Puis, un jour, Maman m'a dit que je n'avais plus rien. Que si je ne voulais pas tout perdre, je devrais travailler. J'ai dit d'accord. J'ai un peu cherché, j'aurais fait n'importe quoi pour garder la maison. Cette maison était Arthur. Il l'avait bâtie lui-même, il avait hérité de ce terrain alors que nous avions dix-neuf ans. Il était en friche, nous avions tout nettoyé. Un petit étang arrivait au bas du parc. Je raffollais de cet endroit. J'ai vite trouvé un emploi dans un bureau. Il n'était pas franchement intéressant. Je m'en fichais. Arthur était parti depuis plus d'un an. Sa voix disparaissait lentement de mon esprit, elle n'était plus que l'echo de ses mots brisés, ils se trouvaient là, sans force, emprisonnés dans des souvenirs. C'est à cet instant, je crois, que j'ai arrêté de me mentir. Arthur me manquait. Tout en lui me manquait. Même sa distance. Mais le temps passait et je me suis liée d'amitié avec des collègues. J'ai connu des hommes aussi. L'"Amour". Ca ne rimait à rien et c'était tant mieux. J'ai toujours préféré la prose.

*
**
*

Maman venait toujours un jour par mois. Elle ne payait plus mes factures et nous buvions du thé en discutant. Papa ne venait jamais. Je ne l'avais pas vu depuis très longtemps. Quand je l'ai dit à Maman, elle a baissé la tête et a répondu

"Ton père n'aimait pas beaucoup Arthur. Il n'aime pas cette maison. Il ne veut pas te voir. Pas ici. Pas maintenant."
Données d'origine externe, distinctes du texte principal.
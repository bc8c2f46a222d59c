//! Per-build scratch trees
//!
//! A scratch tree is created under the server's scratch directory for one
//! build and removed when its guard is dropped, on every exit path. Files in
//! the tree are hard links to cache entries, so removing the tree never
//! touches cache-owned bytes.

use crate::error::{OffbuildError, OffbuildResult};
use crate::session::BuildId;
use std::path::{Path, PathBuf};
use tempfile::TempDir;
use tracing::{debug, warn};

/// Guard owning a scratch directory; removes it on drop
#[derive(Debug)]
pub struct ScratchTree {
    root: PathBuf,
    dir: Option<TempDir>,
}

impl ScratchTree {
    /// Create `<scratch_dir>/<id>.<random>` as a new, empty directory
    pub async fn create(scratch_dir: &Path, id: &BuildId) -> OffbuildResult<Self> {
        tokio::fs::create_dir_all(scratch_dir).await.map_err(|e| {
            OffbuildError::io(format!("creating {}", scratch_dir.display()), e)
        })?;

        let parent = scratch_dir.to_path_buf();
        let prefix = format!("{id}.");
        let dir = tokio::task::spawn_blocking(move || {
            tempfile::Builder::new().prefix(&prefix).tempdir_in(&parent)
        })
        .await
        .map_err(|e| OffbuildError::io("creating scratch tree", std::io::Error::other(e)))?
        .map_err(|e| {
            OffbuildError::io(format!("creating scratch tree in {}", scratch_dir.display()), e)
        })?;

        // Toolchains get an absolute root regardless of how the data dir was given.
        let root = tokio::fs::canonicalize(dir.path()).await.map_err(|e| {
            OffbuildError::io(format!("resolving scratch tree {}", dir.path().display()), e)
        })?;

        debug!("Created scratch tree {}", root.display());
        Ok(Self {
            root,
            dir: Some(dir),
        })
    }

    pub fn path(&self) -> &Path {
        &self.root
    }

    /// Remove the tree now, off the async workers, and wait for it
    pub async fn remove(mut self) {
        if let Some(dir) = self.dir.take() {
            let root = self.root.clone();
            if let Err(e) = tokio::task::spawn_blocking(move || close_tree(dir, &root)).await {
                warn!("Scratch tree removal task failed: {}", e);
            }
        }
    }
}

impl Drop for ScratchTree {
    fn drop(&mut self) {
        let Some(dir) = self.dir.take() else {
            return;
        };
        let root = std::mem::take(&mut self.root);
        match tokio::runtime::Handle::try_current() {
            Ok(handle) => {
                handle.spawn_blocking(move || close_tree(dir, &root));
            }
            Err(_) => close_tree(dir, &root),
        }
    }
}

fn close_tree(dir: TempDir, root: &Path) {
    match dir.close() {
        Ok(()) => debug!("Removed scratch tree {}", root.display()),
        Err(e) if e.kind() == std::io::ErrorKind::NotFound => {}
        Err(e) => warn!("Failed to remove scratch tree {}: {}", root.display(), e),
    }
}

/// Remove leftovers of builds interrupted by a previous crash
pub async fn clear_stale(scratch_dir: &Path) -> OffbuildResult<usize> {
    let mut removed = 0;
    let mut entries = match tokio::fs::read_dir(scratch_dir).await {
        Ok(entries) => entries,
        Err(e) if e.kind() == std::io::ErrorKind::NotFound => return Ok(0),
        Err(e) => return Err(OffbuildError::io("reading scratch directory", e)),
    };

    while let Some(entry) = entries
        .next_entry()
        .await
        .map_err(|e| OffbuildError::io("reading scratch entry", e))?
    {
        let path = entry.path();
        let result = if path.is_dir() {
            tokio::fs::remove_dir_all(&path).await
        } else {
            tokio::fs::remove_file(&path).await
        };
        result.map_err(|e| OffbuildError::io(format!("removing {}", path.display()), e))?;
        removed += 1;
    }

    Ok(removed)
}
J'ai ri et j'ai pris la main de Maman qui pleurait. Le soir, on a regardé un film avec Lino Ventura, Maman l'adorait. Quand elle est partie, elle m'a juré qu'elle dirait à Papa qu'il me manquait. Je l'ai remerciée et je lui ai dit au revoir. Le mois suivant, Papa est venu. Il n'a rien dit. Je l'ai serré longtemps dans mes bras et j'ai attendu qu'il arrête de pleurer pour me délivrer de son étreinte.

Je crois que ce que Papa aimait le moins chez Arthur, c'était sa manière de mettre dans les yeux de Maman les étoiles qu'il avalait la nuit. Papa lui en voulait de la faire rêver. Il n'aimait pas non plus la voix qu'Arthur prenait quand il disait qu'il n'aimait pas ses souvenirs, qu'il ne voulait pas se souvenir. Ca lui faisait peur à Papa, je pense. Mais je sais qu'Arthur appréciait Papa. Qu'il aimait bien leurs parties de pêche. Papa n'aimait pas la pêche. Il ne l'a jamais avoué à personne, mais moi, je le sais. Dans la soirée, alors que Papa était parti sur le perron fumer une cigarette, Maman m'a dit qu'il ne fallait pas que je lui en veuille, qu'il m'aimait beaucoup et que me voir détruite par Arthur aurait fini par le tuer un jour. Je me suis mordue la lèvre pour ne pas rire. Moi aussi j'aimais Papa.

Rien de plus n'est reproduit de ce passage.